I add two slices of Dong Quai (Angelica Sinensis), two slices of ginseng, and s teaspoons of wolfberries to each chicken thigh before wrapping it.
The result: The Chinese herbs have an aromatic flavor widely used by the Chinese in various cuisine. It is an individual preference when it comes to whether to include the herbs or not. I like to aroma and flavor of the herbs, but I will leave it as the optional ingredient as not everyone is able to get the herbs.
The cooking method
Here is the list of notes you should read before attempting this recipe, especially if you have never tried it before.
The simple marinade gives the best result.
After a gantlet of tests, the marinade consists of ginger, sand ginger, wine, salt and, five-spice powder give the best result. Forget about soy sauce and sesame oil.
How to marinade:
- Mince the sand ginger and ginger finely, (Or you can use the mortar and pestle)
- Add all the ingredients to the chicken thighs. Rub the chicken with the seasonings for a minute or two until it is evenly coated the chicken.
- Place the chicken on a wire mesh and cover with cling film. Let the excess liquid drips into the bottom pan.
- Marinate the chicken for 12 hours in the refrigerator.
Sand ginger is commonly available in Asia but is an exotic ingredient in other parts of the world. If you can’t find the fresh one use the sand ginger powder as part of the dry rub to marinate the chicken. I get the fresh sand ginger in the local market. Therefore, I have changed the recipe by finely mince the sand ginger (and ginger).

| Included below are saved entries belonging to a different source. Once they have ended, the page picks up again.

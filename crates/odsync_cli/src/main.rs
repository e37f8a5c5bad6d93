//! odsync CLI
//!
//! Command-line client for the odsync offline sync engine. Works on a
//! data directory holding the client's boxes and a loopback server.
//!
//! # Commands
//!
//! - `submit` - Queue a new OD request
//! - `approve` / `reject` - Queue a bulk decision
//! - `list` - Show queue items
//! - `status` - Show engine and queue status
//! - `sync` - Deliver queued items to the server
//! - `conflicts` - Show or resolve stored conflicts
//! - `purge` - Drop old finished queue items

mod commands;
mod error;
mod workspace;

use clap::{Parser, Subcommand};
use commands::decide::Decision;
use commands::OutputFormat;
use error::CliError;
use std::path::PathBuf;
use tracing_subscriber::EnvFilter;
use workspace::Workspace;

/// Offline-first OD request client.
#[derive(Parser)]
#[command(name = "odsync")]
#[command(author, version, about, long_about = None)]
struct Cli {
    /// Path to the data directory
    #[arg(global = true, short, long, env = "ODSYNC_PATH")]
    path: Option<PathBuf>,

    /// Enable verbose output
    #[arg(global = true, short, long)]
    verbose: bool,

    #[command(subcommand)]
    command: Commands,
}

#[derive(Subcommand)]
enum Commands {
    /// Queue a new OD request
    Submit(commands::submit::SubmitArgs),

    /// Approve one or more requests
    Approve {
        /// Request ids
        #[arg(required = true)]
        ids: Vec<String>,

        /// Approving staff id
        #[arg(long)]
        approver: String,

        /// Remarks recorded with the approval
        #[arg(long)]
        reason: String,
    },

    /// Reject one or more requests
    Reject {
        /// Request ids
        #[arg(required = true)]
        ids: Vec<String>,

        /// Rejecting staff id
        #[arg(long)]
        approver: String,

        /// Rejection reason
        #[arg(long)]
        reason: String,
    },

    /// Show queue items
    List {
        /// Only items in this state
        #[arg(short, long)]
        state: Option<String>,

        /// Output format
        #[arg(short, long, value_enum, default_value_t)]
        format: OutputFormat,
    },

    /// Show engine and queue status
    Status {
        /// Output format
        #[arg(short, long, value_enum, default_value_t)]
        format: OutputFormat,
    },

    /// Deliver queued items to the server
    Sync {
        /// Retry failed items as well
        #[arg(long)]
        force: bool,

        /// Behave as if the network were down
        #[arg(long)]
        offline: bool,

        /// Only sync this entity type (request, profile)
        #[arg(short = 't', long = "type")]
        item_type: Option<String>,

        /// Output format
        #[arg(short, long, value_enum, default_value_t)]
        format: OutputFormat,
    },

    /// Show or resolve stored conflicts
    Conflicts {
        /// Resolve every stored conflict and queue the winners
        #[arg(long)]
        resolve: bool,

        /// Output format
        #[arg(short, long, value_enum, default_value_t)]
        format: OutputFormat,
    },

    /// Drop finished queue items older than the given age
    Purge {
        /// Age in days
        #[arg(long, default_value = "7")]
        older_than_days: u32,
    },

    /// Show version information
    Version,
}

#[tokio::main(flavor = "current_thread")]
async fn main() -> Result<(), Box<dyn std::error::Error>> {
    let cli = Cli::parse();

    // RUST_LOG wins over --verbose
    let filter = EnvFilter::try_from_default_env().unwrap_or_else(|_| {
        if cli.verbose {
            EnvFilter::new("debug")
        } else {
            EnvFilter::new("info")
        }
    });
    tracing_subscriber::fmt().with_env_filter(filter).init();

    if let Commands::Version = cli.command {
        println!("odsync CLI v{}", env!("CARGO_PKG_VERSION"));
        return Ok(());
    }

    let path = cli.path.ok_or(CliError::MissingPath)?;
    let online = !matches!(cli.command, Commands::Sync { offline: true, .. });
    let workspace = Workspace::open(&path, online)?;

    match cli.command {
        Commands::Submit(args) => {
            let id = args.id.clone();
            let operation = commands::submit::run(&workspace, args)?;
            println!("Queued request {id} as {operation}");
        }
        Commands::Approve {
            ids,
            approver,
            reason,
        } => {
            let operation =
                commands::decide::run(&workspace, Decision::Approve, ids, &approver, &reason)?;
            println!("Queued approval {operation}");
        }
        Commands::Reject {
            ids,
            approver,
            reason,
        } => {
            let operation =
                commands::decide::run(&workspace, Decision::Reject, ids, &approver, &reason)?;
            println!("Queued rejection {operation}");
        }
        Commands::List { state, format } => {
            let items = commands::list::run(&workspace, state.as_deref())?;
            commands::list::print(&items, format)?;
        }
        Commands::Status { format } => {
            let report = commands::status::run(&workspace, &path)?;
            commands::status::print(&report, format)?;
        }
        Commands::Sync {
            force,
            item_type,
            format,
            ..
        } => {
            let result = commands::sync::run(&workspace, force, item_type.as_deref()).await?;
            let pending = workspace.engine.queue().health()?.pending;
            commands::sync::print(result.as_ref(), pending, format)?;
        }
        Commands::Conflicts { resolve, format } => {
            let report = commands::conflicts::run(&workspace, resolve)?;
            commands::conflicts::print(&report, format)?;
        }
        Commands::Purge { older_than_days } => {
            let purged = commands::purge::run(&workspace, older_than_days)?;
            println!("Purged {purged} item(s)");
        }
        Commands::Version => {}
    }

    workspace.close().await
}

You can stuff a few slices of sand ginger (and ginger) in the cavity if you bake the whole chicken. However, since I am baking chicken thighs, I apply the minced sand ginger all over the surface of the chicken.
A small number of five-spice powder can make the flavor more wholesome. Some recipes add star anise to the coarse salt to bake the chicken, but I find that the effect is less intense than adding the spices to the chicken directly.
You may also omit the Chinese five-spice powder, and replace it with salt/peppercorn mix to enhance the flavor. The salt/peppercorn mix is used in other Chinese recipes such as the Chinese roast chicken.
Coarse salt serves two purposes:
- The salt shields the chicken from the direct heat of the stove and provides an even temperature throughout the whole surface of the chicken.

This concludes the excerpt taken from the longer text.